Task to carry out ▸ Transcribe the data below verbatim from the line with "per numeric column." to the line with "phase 1 are". Include both of those lines.

The input ▸
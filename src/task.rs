//! Task input and per-phase payloads.

use std::collections::{BTreeMap, HashSet};

use serde::{Deserialize, Serialize};

use crate::error::{SummaryError, SummaryResult};
use crate::types::NodeId;

/// What the client asks the aggregator to summarize.
///
/// Every field is optional:
///
/// - no `columns`: every column of each node's dataset
/// - no `numeric_columns`: each node resolves column kinds with
///   [`crate::resolver::ColumnTypeResolver`]
/// - no (or an empty) `organizations_to_include`: every node the dispatcher knows about
#[derive(Debug, Clone, Default, PartialEq, Eq, Serialize, Deserialize)]
pub struct SummaryTask {
    #[serde(default, skip_serializing_if = "Option::is_none")]
    pub columns: Option<Vec<String>>,
    #[serde(default, skip_serializing_if = "Option::is_none")]
    pub numeric_columns: Option<Vec<String>>,
    #[serde(default, skip_serializing_if = "Option::is_none")]
    pub organizations_to_include: Option<Vec<NodeId>>,
}

impl SummaryTask {
    /// Parse a task from JSON, e.g. `{"columns": ["age"], "organizations_to_include": [1, 2]}`.
    pub fn from_json(input: &str) -> SummaryResult<Self> {
        let task: Self = serde_json::from_str(input)?;
        task.validate()?;
        Ok(task)
    }

    /// Reject duplicate column names and numeric columns that were not requested.
    pub fn validate(&self) -> SummaryResult<()> {
        if let Some(columns) = &self.columns {
            let mut seen = HashSet::new();
            for column in columns {
                if !seen.insert(column.as_str()) {
                    return Err(SummaryError::InvalidTask {
                        message: format!("column '{column}' is requested more than once"),
                    });
                }
            }
            if let Some(numeric) = &self.numeric_columns {
                let missing: Vec<&str> = numeric
                    .iter()
                    .filter(|n| !seen.contains(n.as_str()))
                    .map(String::as_str)
                    .collect();
                if !missing.is_empty() {
                    return Err(SummaryError::InvalidTask {
                        message: format!("numeric columns {missing:?} are not among the requested columns"),
                    });
                }
            }
        }
        Ok(())
    }

    /// Phase-1 payload derived from this task.
    pub fn summary_request(&self) -> SummaryRequest {
        SummaryRequest {
            columns: self.columns.clone(),
            numeric_columns: self.numeric_columns.clone(),
        }
    }
}

/// Phase-1 payload sent to each node.
#[derive(Debug, Clone, Default, PartialEq, Eq, Serialize, Deserialize)]
pub struct SummaryRequest {
    #[serde(default, skip_serializing_if = "Option::is_none")]
    pub columns: Option<Vec<String>>,
    #[serde(default, skip_serializing_if = "Option::is_none")]
    pub numeric_columns: Option<Vec<String>>,
}

/// Phase-2 payload: the global mean of every numeric column whose mean is defined.
#[derive(Debug, Clone, Default, PartialEq, Serialize, Deserialize)]
pub struct VarianceRequest {
    pub means: BTreeMap<String, f64>,
}
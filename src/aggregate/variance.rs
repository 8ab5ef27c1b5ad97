//! Phase-2 merge: global standard deviation.

use std::collections::BTreeMap;

use tracing::debug;

use crate::local::LocalVarianceBundle;
use crate::types::NodeId;

use super::global::GlobalStatBundle;

/// Merge phase-2 bundles into a population standard deviation per numeric column.
///
/// For a column, only nodes that shared a variance sum *and* defined the mean in phase 1 are
/// used, and the denominator is the sum of exactly those nodes' counts. The std is left out when
/// no node qualifies, when that count is `<= 1`, or, with `require_all`, when any mean
/// contributor did not share its variance sum.
pub fn merge_variance(
    totals: &GlobalStatBundle,
    bundles: impl IntoIterator<Item = (NodeId, LocalVarianceBundle)>,
    require_all: bool,
) -> BTreeMap<String, f64> {
    let bundles: BTreeMap<NodeId, LocalVarianceBundle> = bundles.into_iter().collect();
    let mut out = BTreeMap::new();

    for (column, numeric) in totals.numeric_columns() {
        if numeric.mean().is_none() {
            continue;
        }

        let mut numerator = 0.0f64;
        let mut denominator = 0u64;
        let mut contributors = 0usize;
        for (node, bundle) in &bundles {
            let (Some(sum), Some(count)) = (bundle.variance_sums.get(column), numeric.mean_counts.get(node)) else {
                continue;
            };
            numerator += sum;
            denominator = denominator.saturating_add(*count);
            contributors += 1;
        }

        if contributors == 0 || denominator <= 1 {
            debug!(column, contributors, denominator, "standard deviation unavailable");
            continue;
        }
        if require_all && contributors < numeric.mean_counts.len() {
            debug!(
                column,
                contributors,
                expected = numeric.mean_counts.len(),
                "standard deviation unavailable: not every node shared its variance"
            );
            continue;
        }

        let std = (numerator / denominator as f64).sqrt();
        if std.is_finite() {
            out.insert(column.to_string(), std);
        }
    }

    out
}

Solution for this task ▸
/// Merge phase-2 bundles into a population standard deviation per numeric column.
///
/// For a column, only nodes that shared a variance sum *and* defined the mean in phase 1 are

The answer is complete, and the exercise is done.